===== Stored data =====

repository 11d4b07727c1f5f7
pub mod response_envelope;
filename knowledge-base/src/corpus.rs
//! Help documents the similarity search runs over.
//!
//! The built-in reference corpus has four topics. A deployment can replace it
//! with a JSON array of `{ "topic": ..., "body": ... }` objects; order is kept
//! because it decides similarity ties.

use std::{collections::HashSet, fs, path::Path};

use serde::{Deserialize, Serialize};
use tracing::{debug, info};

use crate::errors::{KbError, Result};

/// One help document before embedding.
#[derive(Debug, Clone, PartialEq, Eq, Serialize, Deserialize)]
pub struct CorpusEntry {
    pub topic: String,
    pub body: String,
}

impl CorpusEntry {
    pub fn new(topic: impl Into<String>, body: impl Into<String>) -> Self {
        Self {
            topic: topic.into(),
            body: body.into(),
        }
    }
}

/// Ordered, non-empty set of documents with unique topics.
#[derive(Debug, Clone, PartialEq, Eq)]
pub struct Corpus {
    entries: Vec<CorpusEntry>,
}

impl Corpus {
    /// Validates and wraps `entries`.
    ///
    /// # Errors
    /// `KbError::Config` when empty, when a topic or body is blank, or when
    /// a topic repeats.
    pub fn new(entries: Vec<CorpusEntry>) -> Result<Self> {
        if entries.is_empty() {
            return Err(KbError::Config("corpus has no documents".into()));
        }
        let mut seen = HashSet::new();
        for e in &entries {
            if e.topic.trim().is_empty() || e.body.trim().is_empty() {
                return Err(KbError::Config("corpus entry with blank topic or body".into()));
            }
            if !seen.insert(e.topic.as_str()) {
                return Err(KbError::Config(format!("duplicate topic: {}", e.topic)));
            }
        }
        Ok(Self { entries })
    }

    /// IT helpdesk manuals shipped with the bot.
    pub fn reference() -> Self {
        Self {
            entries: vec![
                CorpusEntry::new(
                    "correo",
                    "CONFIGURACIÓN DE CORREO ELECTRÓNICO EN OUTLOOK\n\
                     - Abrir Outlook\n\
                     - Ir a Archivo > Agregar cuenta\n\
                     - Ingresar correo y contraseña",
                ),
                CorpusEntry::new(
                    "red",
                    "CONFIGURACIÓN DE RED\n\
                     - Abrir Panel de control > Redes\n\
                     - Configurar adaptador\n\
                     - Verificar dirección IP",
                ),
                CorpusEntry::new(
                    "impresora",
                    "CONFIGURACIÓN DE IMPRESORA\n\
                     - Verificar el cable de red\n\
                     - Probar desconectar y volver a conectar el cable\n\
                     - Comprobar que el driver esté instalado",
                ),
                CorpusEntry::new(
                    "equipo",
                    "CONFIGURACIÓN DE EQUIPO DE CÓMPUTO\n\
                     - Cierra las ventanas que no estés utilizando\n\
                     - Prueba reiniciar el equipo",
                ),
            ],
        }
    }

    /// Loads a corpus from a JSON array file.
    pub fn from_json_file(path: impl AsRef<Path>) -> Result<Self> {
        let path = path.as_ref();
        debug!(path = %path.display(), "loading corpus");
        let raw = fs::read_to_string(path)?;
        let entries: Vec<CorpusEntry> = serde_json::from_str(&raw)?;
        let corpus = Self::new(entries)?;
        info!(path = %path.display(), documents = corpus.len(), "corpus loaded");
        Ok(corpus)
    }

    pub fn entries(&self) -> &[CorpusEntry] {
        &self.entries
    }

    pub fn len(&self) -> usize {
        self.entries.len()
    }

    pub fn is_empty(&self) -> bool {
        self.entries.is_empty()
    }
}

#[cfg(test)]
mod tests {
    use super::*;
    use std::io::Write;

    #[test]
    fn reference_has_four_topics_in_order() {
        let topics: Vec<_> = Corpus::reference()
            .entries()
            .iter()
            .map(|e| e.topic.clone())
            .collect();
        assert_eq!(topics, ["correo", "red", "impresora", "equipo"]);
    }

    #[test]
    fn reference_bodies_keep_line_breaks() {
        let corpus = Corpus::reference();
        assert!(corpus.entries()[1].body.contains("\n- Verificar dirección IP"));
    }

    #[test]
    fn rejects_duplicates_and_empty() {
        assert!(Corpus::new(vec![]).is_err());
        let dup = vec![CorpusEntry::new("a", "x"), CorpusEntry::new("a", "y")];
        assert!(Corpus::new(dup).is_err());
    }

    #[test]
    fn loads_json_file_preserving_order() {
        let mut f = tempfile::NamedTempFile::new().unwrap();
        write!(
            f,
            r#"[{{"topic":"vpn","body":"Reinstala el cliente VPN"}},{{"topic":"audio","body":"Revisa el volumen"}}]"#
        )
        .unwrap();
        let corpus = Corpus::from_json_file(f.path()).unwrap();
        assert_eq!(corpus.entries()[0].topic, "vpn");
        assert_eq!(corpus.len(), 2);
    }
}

=====
===== Stored data =====

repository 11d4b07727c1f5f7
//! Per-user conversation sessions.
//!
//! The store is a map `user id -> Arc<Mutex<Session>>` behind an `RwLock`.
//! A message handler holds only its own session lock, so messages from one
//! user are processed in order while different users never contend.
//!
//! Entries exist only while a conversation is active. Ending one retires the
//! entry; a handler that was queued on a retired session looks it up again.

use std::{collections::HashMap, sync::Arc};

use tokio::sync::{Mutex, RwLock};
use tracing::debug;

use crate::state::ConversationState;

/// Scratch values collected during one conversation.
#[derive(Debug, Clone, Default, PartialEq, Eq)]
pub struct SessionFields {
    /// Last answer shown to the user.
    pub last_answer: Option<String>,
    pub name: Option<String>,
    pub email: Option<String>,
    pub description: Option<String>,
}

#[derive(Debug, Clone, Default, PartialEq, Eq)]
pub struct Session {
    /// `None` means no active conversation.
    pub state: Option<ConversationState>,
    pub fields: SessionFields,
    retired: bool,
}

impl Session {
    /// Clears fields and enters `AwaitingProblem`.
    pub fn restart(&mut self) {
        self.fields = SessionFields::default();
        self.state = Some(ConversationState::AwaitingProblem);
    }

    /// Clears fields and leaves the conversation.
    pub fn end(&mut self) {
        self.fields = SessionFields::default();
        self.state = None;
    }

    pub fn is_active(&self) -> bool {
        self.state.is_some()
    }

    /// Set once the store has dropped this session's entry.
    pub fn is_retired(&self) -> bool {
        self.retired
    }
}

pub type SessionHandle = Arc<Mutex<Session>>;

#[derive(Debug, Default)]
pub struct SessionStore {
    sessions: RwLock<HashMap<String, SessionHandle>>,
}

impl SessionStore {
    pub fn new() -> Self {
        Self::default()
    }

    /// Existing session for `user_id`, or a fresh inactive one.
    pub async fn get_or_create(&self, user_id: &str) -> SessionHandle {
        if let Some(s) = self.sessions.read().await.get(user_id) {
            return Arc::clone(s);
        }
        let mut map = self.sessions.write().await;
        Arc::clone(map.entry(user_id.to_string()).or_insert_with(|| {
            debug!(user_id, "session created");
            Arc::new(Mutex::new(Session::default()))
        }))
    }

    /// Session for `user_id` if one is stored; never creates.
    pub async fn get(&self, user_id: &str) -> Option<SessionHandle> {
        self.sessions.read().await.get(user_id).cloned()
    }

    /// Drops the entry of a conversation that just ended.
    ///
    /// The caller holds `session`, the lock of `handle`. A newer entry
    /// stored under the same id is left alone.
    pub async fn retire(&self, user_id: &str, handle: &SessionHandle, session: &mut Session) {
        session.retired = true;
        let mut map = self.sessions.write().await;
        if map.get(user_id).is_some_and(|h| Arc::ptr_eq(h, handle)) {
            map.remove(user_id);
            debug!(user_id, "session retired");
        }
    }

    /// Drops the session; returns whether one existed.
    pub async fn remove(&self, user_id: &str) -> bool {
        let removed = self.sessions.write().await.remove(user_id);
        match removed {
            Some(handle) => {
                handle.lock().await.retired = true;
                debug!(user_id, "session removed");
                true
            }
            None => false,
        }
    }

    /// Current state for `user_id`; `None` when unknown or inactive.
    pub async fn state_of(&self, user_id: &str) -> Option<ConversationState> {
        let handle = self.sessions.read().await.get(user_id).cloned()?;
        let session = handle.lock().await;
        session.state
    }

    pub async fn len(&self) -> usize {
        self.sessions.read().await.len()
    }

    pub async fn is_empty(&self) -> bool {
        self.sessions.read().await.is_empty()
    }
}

=====
===== Stored data =====

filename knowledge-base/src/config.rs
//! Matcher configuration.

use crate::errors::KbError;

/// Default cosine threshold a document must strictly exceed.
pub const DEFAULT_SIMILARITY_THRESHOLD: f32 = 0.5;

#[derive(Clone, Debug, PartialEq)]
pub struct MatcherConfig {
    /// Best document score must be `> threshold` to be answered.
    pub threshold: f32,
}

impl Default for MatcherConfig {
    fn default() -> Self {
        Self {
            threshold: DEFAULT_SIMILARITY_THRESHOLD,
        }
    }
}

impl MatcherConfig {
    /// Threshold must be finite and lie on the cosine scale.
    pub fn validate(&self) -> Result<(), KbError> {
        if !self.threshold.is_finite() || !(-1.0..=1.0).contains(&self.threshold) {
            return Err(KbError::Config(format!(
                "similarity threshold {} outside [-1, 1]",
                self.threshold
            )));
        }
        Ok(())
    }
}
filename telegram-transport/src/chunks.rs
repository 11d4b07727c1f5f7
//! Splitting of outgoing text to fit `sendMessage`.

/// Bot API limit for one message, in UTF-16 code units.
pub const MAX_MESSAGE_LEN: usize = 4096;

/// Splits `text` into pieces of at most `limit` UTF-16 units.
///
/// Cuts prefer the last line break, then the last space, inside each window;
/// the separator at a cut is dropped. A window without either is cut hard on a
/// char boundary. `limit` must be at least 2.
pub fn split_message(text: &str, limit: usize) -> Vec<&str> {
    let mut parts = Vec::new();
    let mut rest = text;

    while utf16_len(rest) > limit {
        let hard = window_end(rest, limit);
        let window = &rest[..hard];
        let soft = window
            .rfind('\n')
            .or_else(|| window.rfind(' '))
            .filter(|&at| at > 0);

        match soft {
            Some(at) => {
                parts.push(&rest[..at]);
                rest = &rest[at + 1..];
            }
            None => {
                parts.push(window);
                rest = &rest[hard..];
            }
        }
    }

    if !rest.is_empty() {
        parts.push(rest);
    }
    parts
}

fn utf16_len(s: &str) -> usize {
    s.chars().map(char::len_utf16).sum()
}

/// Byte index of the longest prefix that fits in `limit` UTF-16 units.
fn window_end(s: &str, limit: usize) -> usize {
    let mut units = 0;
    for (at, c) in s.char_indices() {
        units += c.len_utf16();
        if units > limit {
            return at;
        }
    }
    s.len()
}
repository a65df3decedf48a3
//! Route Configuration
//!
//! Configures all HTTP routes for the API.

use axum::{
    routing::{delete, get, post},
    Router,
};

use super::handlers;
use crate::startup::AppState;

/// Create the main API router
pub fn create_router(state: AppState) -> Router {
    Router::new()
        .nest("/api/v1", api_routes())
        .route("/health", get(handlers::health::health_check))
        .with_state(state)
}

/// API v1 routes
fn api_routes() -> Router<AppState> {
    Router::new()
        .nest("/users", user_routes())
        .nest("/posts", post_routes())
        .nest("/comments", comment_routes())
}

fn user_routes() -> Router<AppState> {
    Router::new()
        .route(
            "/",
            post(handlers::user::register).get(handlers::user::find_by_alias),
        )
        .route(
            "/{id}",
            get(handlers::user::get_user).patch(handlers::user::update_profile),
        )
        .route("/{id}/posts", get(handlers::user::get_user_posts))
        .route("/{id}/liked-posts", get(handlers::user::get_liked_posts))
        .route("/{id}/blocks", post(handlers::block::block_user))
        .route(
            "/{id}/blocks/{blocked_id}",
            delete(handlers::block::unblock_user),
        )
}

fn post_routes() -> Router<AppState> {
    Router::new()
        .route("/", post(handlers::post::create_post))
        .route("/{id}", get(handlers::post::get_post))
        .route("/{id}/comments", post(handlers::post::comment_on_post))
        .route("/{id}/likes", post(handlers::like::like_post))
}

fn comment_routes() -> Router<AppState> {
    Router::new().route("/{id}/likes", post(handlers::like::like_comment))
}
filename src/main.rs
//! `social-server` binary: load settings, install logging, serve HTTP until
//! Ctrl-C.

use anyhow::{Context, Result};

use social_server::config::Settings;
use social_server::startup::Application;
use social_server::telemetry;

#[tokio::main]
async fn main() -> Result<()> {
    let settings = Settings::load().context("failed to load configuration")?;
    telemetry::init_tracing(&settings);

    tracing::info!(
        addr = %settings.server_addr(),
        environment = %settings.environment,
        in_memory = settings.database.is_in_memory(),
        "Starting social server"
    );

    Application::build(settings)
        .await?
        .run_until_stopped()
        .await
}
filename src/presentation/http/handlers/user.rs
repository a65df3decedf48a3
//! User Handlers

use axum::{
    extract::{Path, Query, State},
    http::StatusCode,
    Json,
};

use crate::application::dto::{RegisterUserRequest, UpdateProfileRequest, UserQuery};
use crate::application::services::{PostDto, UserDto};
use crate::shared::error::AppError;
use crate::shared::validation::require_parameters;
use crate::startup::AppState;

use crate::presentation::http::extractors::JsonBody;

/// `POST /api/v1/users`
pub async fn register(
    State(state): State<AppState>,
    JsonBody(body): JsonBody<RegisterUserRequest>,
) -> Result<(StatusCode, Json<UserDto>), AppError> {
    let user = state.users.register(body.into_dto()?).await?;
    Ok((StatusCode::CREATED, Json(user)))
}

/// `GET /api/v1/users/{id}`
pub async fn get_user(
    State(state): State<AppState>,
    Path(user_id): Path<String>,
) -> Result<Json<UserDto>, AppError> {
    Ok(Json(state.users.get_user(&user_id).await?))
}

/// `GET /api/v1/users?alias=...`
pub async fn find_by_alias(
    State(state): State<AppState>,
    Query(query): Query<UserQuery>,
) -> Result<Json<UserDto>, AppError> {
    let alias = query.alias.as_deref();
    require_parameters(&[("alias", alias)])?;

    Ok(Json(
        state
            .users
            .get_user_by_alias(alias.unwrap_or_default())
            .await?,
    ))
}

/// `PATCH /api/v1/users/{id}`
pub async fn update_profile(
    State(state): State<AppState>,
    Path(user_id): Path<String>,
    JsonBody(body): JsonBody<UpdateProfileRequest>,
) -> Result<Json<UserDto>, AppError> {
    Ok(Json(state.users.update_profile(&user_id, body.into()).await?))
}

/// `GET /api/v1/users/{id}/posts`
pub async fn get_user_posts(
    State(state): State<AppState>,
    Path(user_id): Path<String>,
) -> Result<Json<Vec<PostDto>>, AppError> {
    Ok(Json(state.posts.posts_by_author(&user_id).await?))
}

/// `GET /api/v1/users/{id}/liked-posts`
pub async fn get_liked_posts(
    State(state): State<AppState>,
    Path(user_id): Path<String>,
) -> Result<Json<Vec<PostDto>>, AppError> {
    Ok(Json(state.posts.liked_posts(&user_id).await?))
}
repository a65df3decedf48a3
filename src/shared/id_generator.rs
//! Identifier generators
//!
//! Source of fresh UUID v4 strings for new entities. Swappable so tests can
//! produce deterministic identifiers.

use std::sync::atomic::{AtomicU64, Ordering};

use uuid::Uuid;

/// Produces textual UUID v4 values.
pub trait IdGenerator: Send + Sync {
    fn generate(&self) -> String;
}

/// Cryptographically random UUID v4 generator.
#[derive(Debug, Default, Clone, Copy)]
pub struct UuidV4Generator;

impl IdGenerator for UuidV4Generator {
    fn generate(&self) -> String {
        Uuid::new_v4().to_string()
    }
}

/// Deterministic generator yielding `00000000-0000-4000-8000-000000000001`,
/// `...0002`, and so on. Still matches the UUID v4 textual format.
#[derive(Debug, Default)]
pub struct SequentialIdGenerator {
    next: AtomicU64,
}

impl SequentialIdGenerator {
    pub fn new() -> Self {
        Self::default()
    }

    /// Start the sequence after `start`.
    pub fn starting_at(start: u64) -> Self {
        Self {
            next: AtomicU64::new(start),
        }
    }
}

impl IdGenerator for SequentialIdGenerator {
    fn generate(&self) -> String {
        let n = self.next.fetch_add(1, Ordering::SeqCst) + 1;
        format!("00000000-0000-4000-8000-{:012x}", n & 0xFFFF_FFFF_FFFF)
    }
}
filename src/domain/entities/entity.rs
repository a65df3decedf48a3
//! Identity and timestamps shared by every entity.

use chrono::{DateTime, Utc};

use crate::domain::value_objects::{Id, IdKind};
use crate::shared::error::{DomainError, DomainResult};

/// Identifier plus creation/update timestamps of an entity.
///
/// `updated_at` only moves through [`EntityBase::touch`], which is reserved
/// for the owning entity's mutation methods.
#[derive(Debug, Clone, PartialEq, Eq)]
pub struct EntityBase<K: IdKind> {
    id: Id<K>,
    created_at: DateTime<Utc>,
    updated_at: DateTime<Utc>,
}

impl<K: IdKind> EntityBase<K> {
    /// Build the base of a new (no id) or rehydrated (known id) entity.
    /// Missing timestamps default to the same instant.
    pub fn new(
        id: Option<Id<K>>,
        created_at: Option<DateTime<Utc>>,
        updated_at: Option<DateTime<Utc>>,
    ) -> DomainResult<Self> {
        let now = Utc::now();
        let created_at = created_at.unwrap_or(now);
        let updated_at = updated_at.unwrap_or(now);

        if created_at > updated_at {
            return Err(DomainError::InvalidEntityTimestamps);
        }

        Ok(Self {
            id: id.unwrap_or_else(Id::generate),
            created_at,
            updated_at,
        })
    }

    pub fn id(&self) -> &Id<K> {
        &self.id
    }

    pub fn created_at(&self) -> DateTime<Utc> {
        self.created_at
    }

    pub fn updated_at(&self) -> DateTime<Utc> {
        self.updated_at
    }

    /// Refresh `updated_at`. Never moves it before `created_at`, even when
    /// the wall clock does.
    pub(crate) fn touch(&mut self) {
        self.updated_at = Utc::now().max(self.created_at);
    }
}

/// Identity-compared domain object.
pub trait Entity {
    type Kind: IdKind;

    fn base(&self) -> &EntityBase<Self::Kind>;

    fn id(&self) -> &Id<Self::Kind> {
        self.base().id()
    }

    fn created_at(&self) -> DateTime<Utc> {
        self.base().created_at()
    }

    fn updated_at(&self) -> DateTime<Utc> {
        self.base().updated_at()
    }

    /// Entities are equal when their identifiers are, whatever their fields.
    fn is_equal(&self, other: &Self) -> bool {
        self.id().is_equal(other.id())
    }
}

=====

_The problem_
When a line above includes the word "CONFIGURACIÓN", please list that line.

_Task result_
                    "CONFIGURACIÓN DE CORREO ELECTRÓNICO EN OUTLOOK\n\
                    "CONFIGURACIÓN DE RED\n\
                    "CONFIGURACIÓN DE IMPRESORA\n\
                    "CONFIGURACIÓN DE EQUIPO DE CÓMPUTO\n\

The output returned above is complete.